Boffis - 17-4-2020 at 06:32

Thanks Mackolol, I haven't tried this reducing agent yet but given that it is now more accessible than sodium dithionite I think it is worth giving it a twirl. But I didn't know what the actual reducing species was so it was difficult to design an experiment. I might try it out on some things I have reduced with sodium dithionite (like sorbic acid) to see how it compares.

clearly_not_atara - 17-4-2020 at 08:17

In particular, thiourea dioxide is soluble in alcohols, as I recall.

That should make it much easier to reduce the esters of the dienoic acids that are attacked by sodium dithionite, which allows using this reaction on substrates whose sodium salts are not very soluble in water. Likewise other water-insoluble substrates may become available to reduction by this system.

Just a guess :p

edit: one example in ethanol is here: https://onlinelibrary.wiley.com/doi/abs/10.1002/jccs.1974000...

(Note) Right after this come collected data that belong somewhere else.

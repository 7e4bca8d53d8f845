//! Identifier newtypes.

use std::fmt;
use std::str::FromStr;

use serde::{Deserialize, Serialize};
use thiserror::Error;
use uuid::Uuid;

/// System-assigned plan identifier.
#[derive(Debug, Clone, Copy, PartialEq, Eq, Hash, PartialOrd, Ord, Serialize, Deserialize)]
#[serde(transparent)]
pub struct PlanId(pub Uuid);

impl PlanId {
    pub fn new() -> Self {
        Self(Uuid::new_v4())
    }
}

impl Default for PlanId {
    fn default() -> Self {
        Self::new()
    }
}

impl fmt::Display for PlanId {
    fn fmt(&self, f: &mut fmt::Formatter<'_>) -> fmt::Result {
        write!(f, "{}", self.0)
    }
}

impl FromStr for PlanId {
    type Err = uuid::Error;
    fn from_str(s: &str) -> Result<Self, Self::Err> {
        Ok(Self(Uuid::parse_str(s)?))
    }
}

/// System-assigned node identifier. Also seeds the node's worktree branch
/// name (§4.3) so it is guaranteed never to collide with a user branch.
#[derive(Debug, Clone, Copy, PartialEq, Eq, Hash, PartialOrd, Ord, Serialize, Deserialize)]
#[serde(transparent)]
pub struct NodeId(pub Uuid);

impl NodeId {
    pub fn new() -> Self {
        Self(Uuid::new_v4())
    }
}

impl Default for NodeId {
    fn default() -> Self {
        Self::new()
    }
}

impl fmt::Display for NodeId {
    fn fmt(&self, f: &mut fmt::Formatter<'_>) -> fmt::Result {
        write!(f, "{}", self.0)
    }
}

impl FromStr for NodeId {
    type Err = uuid::Error;
    fn from_str(s: &str) -> Result<Self, Self::Err> {
        Ok(Self(Uuid::parse_str(s)?))
    }
}

/// User-assigned stable node identifier, unique within a plan. Validated
/// against `^[a-z0-9-]{3,64}$` (§3, §6.1) both at construction and on
/// deserialization, so a plan submitted with a malformed producerId is
/// rejected by serde itself rather than slipping past into
/// `validate_plan`.
#[derive(Debug, Clone, PartialEq, Eq, Hash, PartialOrd, Ord, Serialize, Deserialize)]
#[serde(try_from = "String", into = "String")]
pub struct ProducerId(String);

impl TryFrom<String> for ProducerId {
    type Error = ProducerIdError;
    fn try_from(raw: String) -> Result<Self, Self::Error> {
        Self::parse(raw)
    }
}

impl From<ProducerId> for String {
    fn from(id: ProducerId) -> Self {
        id.0
    }
}

#[derive(Debug, Error)]
pub enum ProducerIdError {
    #[error("producerId {0:?} must match [a-z0-9-]{{3,64}}")]
    InvalidFormat(String),
}

impl ProducerId {
    pub fn parse(raw: impl Into<String>) -> Result<Self, ProducerIdError> {
        let raw = raw.into();
        let valid_len = (3..=64).contains(&raw.len());
        let valid_chars = raw
            .bytes()
            .all(|b| b.is_ascii_lowercase() || b.is_ascii_digit() || b == b'-');
        if !valid_len || !valid_chars {
            return Err(ProducerIdError::InvalidFormat(raw));
        }
        Ok(Self(raw))
    }

    pub fn as_str(&self) -> &str {
        &self.0
    }
}

impl fmt::Display for ProducerId {
    fn fmt(&self, f: &mut fmt::Formatter<'_>) -> fmt::Result {
        write!(f, "{}", self.0)
    }
}

#[cfg(test)]
mod tests {
    use super::*;

    #[test]
    fn producer_id_accepts_valid() {
        assert!(ProducerId::parse("build-step").is_ok());
        assert!(ProducerId::parse("a12").is_ok());
    }

    #[test]
    fn producer_id_rejects_too_short() {
        assert!(ProducerId::parse("ab").is_err());
    }

    #[test]
    fn producer_id_rejects_uppercase() {
        assert!(ProducerId::parse("Build-Step").is_err());
    }

    #[test]
    fn producer_id_rejects_underscore() {
        assert!(ProducerId::parse("build_step").is_err());
    }

    #[test]
    fn producer_id_rejects_too_long() {
        let long = "a".repeat(65);
        assert!(ProducerId::parse(long).is_err());
    }
}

[Edited on 17-4-2020 by clearly_not_atara]

chemplayer... - 17-4-2020 at 23:48

We tried this - frisky little reaction!

https://www.bitchute.com/video/6DY4AjFTer4v/

Found it to be relatively insoluble in alcohols but soluble in alkaline solution. We figured it might be an oxidising agent but it didn't pass the 'red phosphorus' test so if it's reducing then that would be even more interesting...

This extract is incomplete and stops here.